Material provided section start
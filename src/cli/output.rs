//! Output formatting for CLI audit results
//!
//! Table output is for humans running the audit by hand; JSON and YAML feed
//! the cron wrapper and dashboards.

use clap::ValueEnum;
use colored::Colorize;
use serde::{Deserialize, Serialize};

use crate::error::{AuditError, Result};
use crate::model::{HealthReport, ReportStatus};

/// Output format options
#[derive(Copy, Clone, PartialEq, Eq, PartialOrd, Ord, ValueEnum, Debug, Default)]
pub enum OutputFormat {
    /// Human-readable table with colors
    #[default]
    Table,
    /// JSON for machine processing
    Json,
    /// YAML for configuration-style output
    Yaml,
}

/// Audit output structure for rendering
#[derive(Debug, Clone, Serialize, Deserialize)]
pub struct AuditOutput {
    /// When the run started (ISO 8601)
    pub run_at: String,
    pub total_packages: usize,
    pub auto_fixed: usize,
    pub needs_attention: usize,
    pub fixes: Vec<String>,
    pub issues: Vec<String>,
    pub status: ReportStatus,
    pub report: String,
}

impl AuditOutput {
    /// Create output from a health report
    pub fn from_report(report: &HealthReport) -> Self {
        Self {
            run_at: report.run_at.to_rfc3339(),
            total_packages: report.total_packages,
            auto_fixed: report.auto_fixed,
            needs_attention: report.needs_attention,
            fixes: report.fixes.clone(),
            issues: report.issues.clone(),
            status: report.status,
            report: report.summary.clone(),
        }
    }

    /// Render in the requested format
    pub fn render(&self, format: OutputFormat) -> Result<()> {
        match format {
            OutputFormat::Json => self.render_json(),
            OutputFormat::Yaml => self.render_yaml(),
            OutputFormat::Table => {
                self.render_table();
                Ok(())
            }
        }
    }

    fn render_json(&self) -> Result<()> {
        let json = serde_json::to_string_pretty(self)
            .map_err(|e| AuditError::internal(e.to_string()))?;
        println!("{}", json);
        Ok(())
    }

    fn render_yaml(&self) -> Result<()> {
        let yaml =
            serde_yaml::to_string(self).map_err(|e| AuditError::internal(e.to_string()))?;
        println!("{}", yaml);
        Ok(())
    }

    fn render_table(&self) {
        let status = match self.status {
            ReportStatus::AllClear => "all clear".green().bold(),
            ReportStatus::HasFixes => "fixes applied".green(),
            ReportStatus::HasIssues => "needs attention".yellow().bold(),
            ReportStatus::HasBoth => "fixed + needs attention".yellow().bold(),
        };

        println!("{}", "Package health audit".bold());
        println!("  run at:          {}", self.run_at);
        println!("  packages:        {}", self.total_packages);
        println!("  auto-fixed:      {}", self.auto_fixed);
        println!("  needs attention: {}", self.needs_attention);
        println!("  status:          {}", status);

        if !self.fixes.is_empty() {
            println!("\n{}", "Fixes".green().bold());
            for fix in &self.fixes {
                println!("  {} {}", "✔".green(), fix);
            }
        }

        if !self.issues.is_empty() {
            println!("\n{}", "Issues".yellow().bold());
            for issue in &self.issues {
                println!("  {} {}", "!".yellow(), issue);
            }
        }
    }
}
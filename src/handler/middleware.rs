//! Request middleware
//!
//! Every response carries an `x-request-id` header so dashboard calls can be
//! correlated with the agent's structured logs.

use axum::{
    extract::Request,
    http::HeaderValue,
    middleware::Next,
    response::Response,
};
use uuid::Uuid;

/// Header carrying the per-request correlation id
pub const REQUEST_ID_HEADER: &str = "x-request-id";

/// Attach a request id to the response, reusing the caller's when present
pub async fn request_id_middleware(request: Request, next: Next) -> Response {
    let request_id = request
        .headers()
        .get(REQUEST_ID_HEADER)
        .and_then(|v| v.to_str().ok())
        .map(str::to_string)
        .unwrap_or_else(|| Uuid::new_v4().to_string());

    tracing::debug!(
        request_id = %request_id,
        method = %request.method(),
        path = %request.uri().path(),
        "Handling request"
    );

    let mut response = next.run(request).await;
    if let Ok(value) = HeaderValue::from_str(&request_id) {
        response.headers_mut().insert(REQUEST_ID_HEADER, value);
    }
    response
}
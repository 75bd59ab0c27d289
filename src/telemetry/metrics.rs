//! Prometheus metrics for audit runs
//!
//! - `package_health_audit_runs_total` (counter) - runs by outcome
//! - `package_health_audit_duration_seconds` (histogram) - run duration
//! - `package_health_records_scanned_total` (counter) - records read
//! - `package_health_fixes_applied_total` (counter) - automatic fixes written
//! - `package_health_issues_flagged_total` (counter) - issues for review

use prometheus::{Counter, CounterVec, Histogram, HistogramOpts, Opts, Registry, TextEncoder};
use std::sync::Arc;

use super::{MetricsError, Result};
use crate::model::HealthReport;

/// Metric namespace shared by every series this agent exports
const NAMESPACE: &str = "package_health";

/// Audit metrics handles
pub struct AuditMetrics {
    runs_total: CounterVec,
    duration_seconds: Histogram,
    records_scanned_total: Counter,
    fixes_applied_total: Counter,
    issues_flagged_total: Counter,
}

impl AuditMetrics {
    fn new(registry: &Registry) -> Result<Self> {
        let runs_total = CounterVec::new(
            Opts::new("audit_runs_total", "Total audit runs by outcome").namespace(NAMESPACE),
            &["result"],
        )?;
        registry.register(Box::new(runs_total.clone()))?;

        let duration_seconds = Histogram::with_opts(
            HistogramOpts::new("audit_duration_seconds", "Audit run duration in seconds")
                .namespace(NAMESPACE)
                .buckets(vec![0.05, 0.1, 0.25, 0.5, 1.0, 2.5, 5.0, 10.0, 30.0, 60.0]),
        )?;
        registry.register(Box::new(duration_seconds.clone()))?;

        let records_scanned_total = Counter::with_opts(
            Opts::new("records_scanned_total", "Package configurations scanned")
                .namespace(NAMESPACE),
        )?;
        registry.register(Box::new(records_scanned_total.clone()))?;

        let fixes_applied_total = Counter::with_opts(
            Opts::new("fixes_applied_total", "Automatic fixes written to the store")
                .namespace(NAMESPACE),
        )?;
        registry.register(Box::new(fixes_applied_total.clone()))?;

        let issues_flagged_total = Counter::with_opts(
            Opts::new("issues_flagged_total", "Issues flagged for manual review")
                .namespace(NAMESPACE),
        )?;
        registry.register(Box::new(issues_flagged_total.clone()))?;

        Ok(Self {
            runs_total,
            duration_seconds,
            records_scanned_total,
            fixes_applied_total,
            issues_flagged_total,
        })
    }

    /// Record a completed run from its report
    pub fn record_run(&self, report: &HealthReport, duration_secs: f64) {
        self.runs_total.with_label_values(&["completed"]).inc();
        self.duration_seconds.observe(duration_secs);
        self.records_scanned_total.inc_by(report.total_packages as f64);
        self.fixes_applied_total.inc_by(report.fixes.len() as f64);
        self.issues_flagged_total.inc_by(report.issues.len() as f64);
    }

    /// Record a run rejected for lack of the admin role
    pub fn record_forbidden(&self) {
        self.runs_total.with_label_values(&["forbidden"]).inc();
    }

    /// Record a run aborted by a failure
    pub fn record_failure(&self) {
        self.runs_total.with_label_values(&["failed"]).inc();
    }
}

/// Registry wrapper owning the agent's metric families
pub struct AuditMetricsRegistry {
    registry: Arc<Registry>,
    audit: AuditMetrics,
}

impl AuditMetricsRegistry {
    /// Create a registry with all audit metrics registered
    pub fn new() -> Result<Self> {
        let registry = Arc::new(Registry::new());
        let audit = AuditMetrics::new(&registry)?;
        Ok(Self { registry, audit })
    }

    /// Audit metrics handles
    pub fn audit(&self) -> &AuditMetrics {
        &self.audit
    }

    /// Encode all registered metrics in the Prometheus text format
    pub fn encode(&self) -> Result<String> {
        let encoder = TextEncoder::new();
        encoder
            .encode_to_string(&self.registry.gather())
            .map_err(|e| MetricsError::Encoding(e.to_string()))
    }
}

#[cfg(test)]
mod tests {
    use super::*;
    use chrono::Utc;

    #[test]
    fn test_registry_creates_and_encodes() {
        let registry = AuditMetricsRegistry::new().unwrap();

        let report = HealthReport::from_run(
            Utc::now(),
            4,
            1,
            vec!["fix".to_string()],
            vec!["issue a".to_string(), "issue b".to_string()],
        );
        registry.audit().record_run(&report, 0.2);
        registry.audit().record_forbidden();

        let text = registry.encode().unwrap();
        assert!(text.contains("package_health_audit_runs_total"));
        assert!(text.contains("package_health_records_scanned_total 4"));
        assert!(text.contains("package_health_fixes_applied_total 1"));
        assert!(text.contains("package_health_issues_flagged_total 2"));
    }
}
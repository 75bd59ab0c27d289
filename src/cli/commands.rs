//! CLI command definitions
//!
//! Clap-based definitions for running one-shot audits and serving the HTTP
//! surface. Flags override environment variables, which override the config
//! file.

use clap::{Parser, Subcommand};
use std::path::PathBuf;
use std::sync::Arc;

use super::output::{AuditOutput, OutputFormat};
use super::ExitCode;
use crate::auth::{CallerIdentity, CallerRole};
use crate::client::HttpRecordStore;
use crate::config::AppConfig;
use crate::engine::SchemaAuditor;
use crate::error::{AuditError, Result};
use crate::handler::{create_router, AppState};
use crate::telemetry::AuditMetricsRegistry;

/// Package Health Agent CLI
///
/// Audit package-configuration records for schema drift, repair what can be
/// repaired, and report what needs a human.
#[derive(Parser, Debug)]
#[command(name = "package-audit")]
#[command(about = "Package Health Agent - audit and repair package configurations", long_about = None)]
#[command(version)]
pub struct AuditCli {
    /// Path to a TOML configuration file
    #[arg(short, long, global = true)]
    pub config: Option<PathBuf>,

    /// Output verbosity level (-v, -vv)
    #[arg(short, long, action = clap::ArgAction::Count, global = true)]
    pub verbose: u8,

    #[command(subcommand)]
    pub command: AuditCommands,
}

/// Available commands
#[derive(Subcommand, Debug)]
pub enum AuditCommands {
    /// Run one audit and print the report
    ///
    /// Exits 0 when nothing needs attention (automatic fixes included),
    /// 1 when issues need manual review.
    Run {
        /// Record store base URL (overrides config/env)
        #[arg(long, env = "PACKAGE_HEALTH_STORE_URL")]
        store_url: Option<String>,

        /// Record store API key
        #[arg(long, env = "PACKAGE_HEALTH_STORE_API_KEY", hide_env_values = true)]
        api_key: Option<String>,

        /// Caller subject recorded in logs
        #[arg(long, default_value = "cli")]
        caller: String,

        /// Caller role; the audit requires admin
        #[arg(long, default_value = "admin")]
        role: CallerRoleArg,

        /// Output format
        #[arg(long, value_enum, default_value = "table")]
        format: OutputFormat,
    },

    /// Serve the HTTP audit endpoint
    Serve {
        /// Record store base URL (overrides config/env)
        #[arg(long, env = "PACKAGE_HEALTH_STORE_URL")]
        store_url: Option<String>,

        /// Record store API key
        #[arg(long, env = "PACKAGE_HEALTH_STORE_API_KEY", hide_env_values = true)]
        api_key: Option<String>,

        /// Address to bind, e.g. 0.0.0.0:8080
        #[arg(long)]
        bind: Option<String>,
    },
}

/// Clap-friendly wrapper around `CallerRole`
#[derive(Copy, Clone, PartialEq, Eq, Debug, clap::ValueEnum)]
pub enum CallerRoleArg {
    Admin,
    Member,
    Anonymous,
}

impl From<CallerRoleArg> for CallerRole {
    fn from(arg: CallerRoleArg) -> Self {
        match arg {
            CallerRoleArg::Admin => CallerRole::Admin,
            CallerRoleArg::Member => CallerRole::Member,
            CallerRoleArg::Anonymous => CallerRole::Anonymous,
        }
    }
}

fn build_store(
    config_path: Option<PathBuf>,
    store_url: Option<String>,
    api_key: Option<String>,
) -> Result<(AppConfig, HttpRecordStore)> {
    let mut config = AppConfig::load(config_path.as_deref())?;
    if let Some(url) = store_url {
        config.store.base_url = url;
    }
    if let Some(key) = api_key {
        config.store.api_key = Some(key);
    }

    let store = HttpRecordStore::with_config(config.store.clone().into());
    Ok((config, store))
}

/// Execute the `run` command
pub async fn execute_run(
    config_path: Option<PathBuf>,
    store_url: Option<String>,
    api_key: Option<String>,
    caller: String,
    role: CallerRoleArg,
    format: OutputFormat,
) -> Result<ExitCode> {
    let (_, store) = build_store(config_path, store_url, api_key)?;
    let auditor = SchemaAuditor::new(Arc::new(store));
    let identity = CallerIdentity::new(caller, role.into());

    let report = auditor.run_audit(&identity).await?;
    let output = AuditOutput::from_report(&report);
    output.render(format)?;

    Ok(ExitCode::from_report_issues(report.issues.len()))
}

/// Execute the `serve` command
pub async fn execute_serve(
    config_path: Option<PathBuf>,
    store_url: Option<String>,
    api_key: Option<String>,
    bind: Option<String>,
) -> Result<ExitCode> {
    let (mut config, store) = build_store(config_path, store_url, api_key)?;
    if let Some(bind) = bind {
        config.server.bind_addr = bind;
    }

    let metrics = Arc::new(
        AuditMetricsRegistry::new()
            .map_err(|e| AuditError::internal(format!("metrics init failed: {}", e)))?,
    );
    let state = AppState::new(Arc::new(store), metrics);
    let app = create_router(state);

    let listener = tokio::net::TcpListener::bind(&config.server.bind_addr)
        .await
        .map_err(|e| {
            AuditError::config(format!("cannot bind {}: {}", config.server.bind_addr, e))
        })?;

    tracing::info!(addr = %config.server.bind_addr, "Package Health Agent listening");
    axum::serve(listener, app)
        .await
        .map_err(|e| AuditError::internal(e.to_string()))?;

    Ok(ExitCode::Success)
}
Material provided section end
◆ Brief ◆
Answer with one number only: how many lines above contain the word "green".

◆ Your solution ◆
4